As has been noted, domestic cats descend from predators well honed by evolution to be killers. Not since the days of raptors have such well-engineered killing machines silently stalked and taken down prey. House cats have been bred by humans for traits we find appealing for a lot less time than dogs (Sorry, cat vs dog lovers), so they’re a bit, more, well, raw might be the word in terms of evolutionary modifications. Now we can prove it!

LA Times) — In cooperation with the National Geographic Society’s CritterCam team, which attaches cameras to animals to record the activities of a variety of species, Lloyd and her colleagues recruited 60 cat owners in Athens, Ga. The owners attached the tiny cameras to the cats’ collars every morning when the animals were let out, then dowloaded the day’s images every night. Each animal was followed for seven to 10 days.

The team found that about 30% of the cats killed prey, an average of two animals per week. The cats brought home nearly a quarter of the animals they killed, ate 30% and left 49% to rot where they died. About 41% of the prey were lizards, snakes and frogs; mammals such as chipmunks and voles accounted for 25%; and birds only 12%. The low percentage of birds may be because they can fly, but with an estimated 74 million cats in the country, the total carnage is high.

That’s for presumably well fed and cared for domestic cats. Which makes me wonder how many pests feral cats are taking out. Maybe we owe those neglected critters more than we realize.

Comments

  1. The Lorax says

    I think the Egyptians had it right worshiping cats.

    Okay, well, not worshiping, but holding in high regard.

    Cats are awesome.

  2. says

    I saw a stray cat outside my house carrying a dead squirrel almost as big as the cat. It gripped the squirrel by the back, and its head and tail were both dragging the ground.

    … we call him R2. :)

  3. says

    I have read reports that in the absence of top predators (wolves,coyotes, etc) domestic cats are tremendously disruptive of local ecologies. The report was in Science News a year or two ago.

  4. blindrobin says

    Cats, feral and domiciled, are one of main reasons that our cities are not overrun by vermin. Human habitations and their middens attract vermin. Vermin attract predators. Everybody happy.

  5. embraceyourinnercrone says

    And this is why my three cats are indoor only pets. I love cats but they can be devastating to the local wild life. The other reasons they are not allowed out being that I live not too far from a busy street and I don’t want them to be roadkill and I live in Connecticut, the chance of them being bitten/mauled by the local wildlife is high, in my neighborhood alone we have: skunks, racoons, deer(and the lovely deer ticks!), coyotes,foxes,possums. My one little rescued dog is only let out on a leash or in the fenced back yard.
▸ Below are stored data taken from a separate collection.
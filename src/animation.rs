//! Frame-by-frame animation of a problem.
//!
//! Frame `i` is the solution at `t = i * time_per_frame`. Each frame is solved
//! from `t = 0`: the time step `T / mt` depends on the frame's final time, so
//! reusing the previous frame's state would change the numbers.
use std::path::Path;

use plotters::coord::Shift;
use plotters::prelude::*;
use tracing::{debug, info};

use crate::error::Result;
use crate::integrator::{Problem, Solution};
use crate::output::{axis_limits, AxisLimits};
use crate::plot::{draw_chart, ensure_parent, render_error, DEFAULT_SIZE};

pub const DEFAULT_INTERVAL_MS: u32 = 150;

/// Receives the frames of an animation in order.
pub trait FrameSink {
    fn frame(&mut self, index: usize, solution: &Solution) -> Result<()>;
}

impl FrameSink for Vec<Solution> {
    fn frame(&mut self, _index: usize, solution: &Solution) -> Result<()> {
        self.push(solution.clone());
        Ok(())
    }
}

#[derive(Debug, Clone, Copy)]
pub struct Animation<'a> {
    problem: &'a Problem,
    frames: usize,
    time_per_frame: f64,
    interval_ms: u32,
}

impl<'a> Animation<'a> {
    /// `frames` frames, one time unit apart, 150 ms each.
    pub fn new(problem: &'a Problem, frames: usize) -> Animation<'a> {
        Animation {
            problem,
            frames,
            time_per_frame: 1.,
            interval_ms: DEFAULT_INTERVAL_MS,
        }
    }

    pub fn time_per_frame(mut self, dt: f64) -> Animation<'a> {
        self.time_per_frame = dt;
        self
    }

    pub fn interval_ms(mut self, ms: u32) -> Animation<'a> {
        self.interval_ms = ms;
        self
    }

    pub fn len(&self) -> usize {
        self.frames
    }

    pub fn is_empty(&self) -> bool {
        self.frames == 0
    }

    pub fn interval(&self) -> u32 {
        self.interval_ms
    }

    /// Solves frame `index` from scratch.
    pub fn frame(&self, index: usize) -> Result<Solution> {
        self.problem.at(index as f64 * self.time_per_frame).solve()
    }

    pub fn frames(&self) -> impl Iterator<Item = Result<Solution>> + '_ {
        (0..self.frames).map(move |i| self.frame(i))
    }

    /// Feeds every frame to `sink`; stops at the first error.
    pub fn play<S: FrameSink + ?Sized>(&self, sink: &mut S) -> Result<usize> {
        for (i, frame) in self.frames().enumerate() {
            let solution = frame?;
            debug!(frame = i, t = solution.final_time, steps = solution.effective_steps, "frame");
            sink.frame(i, &solution)?;
        }
        Ok(self.frames)
    }
}

/// Writes frames into an animated GIF with a fixed delay between frames.
///
/// The axes are fixed by the first frame.
pub struct GifSink {
    root: DrawingArea<BitMapBackend<'static>, Shift>,
    limits: Option<AxisLimits>,
}

impl GifSink {
    pub fn new<P: AsRef<Path>>(path: P, interval_ms: u32) -> Result<GifSink> {
        GifSink::with_size(path, DEFAULT_SIZE, interval_ms)
    }

    pub fn with_size<P: AsRef<Path>>(path: P, size: (u32, u32), interval_ms: u32) -> Result<GifSink> {
        let path = path.as_ref();
        ensure_parent(path)?;
        let backend = BitMapBackend::gif(path, size, interval_ms).map_err(render_error)?;
        info!(path = %path.display(), interval_ms, "writing animation");
        Ok(GifSink {
            root: backend.into_drawing_area(),
            limits: None,
        })
    }
}

impl FrameSink for GifSink {
    fn frame(&mut self, _index: usize, solution: &Solution) -> Result<()> {
        let limits = *self.limits.get_or_insert_with(|| {
            axis_limits(&solution.x, &solution.seabed, solution.peak_displacement)
        });
        draw_chart(&self.root,
                   &solution.x,
                   &solution.seabed,
                   &solution.displacement,
                   solution.final_time,
                   limits)?;
        self.root.present().map_err(render_error)
    }
}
    When they want to observe the local birds I let my spoiled babies out on the three season porch, where the squirrels make fun of them from the trees…

  6. embertine says

    OK, I am a cat lover but the determinedly accusing eyes of Basement Cat up there in the header are FREAKING ME OUT.

    He is judging me and finding me wanting. HALP

  7. ambulocetacean says

    Blindrobin, vermin, really?

    Did you not notice the bit that read:

    About 41% of the prey were lizards, snakes and frogs; mammals such as chipmunks and voles accounted for 25%; and birds only 12%.

    Domestic cats kill native wildlife by the frigging dumpster full. In Australia they put enormous pressure on endangered/vulnerable species such as bandicoots and lyrebirds.

    http://www.berrymaninstitute.org/journal/spring2009/dickman_sp09.pdf

    Everybody happy? Not me.

  8. Pierce R. Butler says

    I live in an old wood-frame house near a swamp.

    Many nights I would hear rodents scrambling around in the walls; three or four times I encountered snakes slithering across the floor.

    Now I put a daily bowl of cat food in a nearby woodshed, for the benefit of a small colony of feral cats that happened by. (Ftr: I also, thanks to a local “Operation Catnip”, got them all neutered.)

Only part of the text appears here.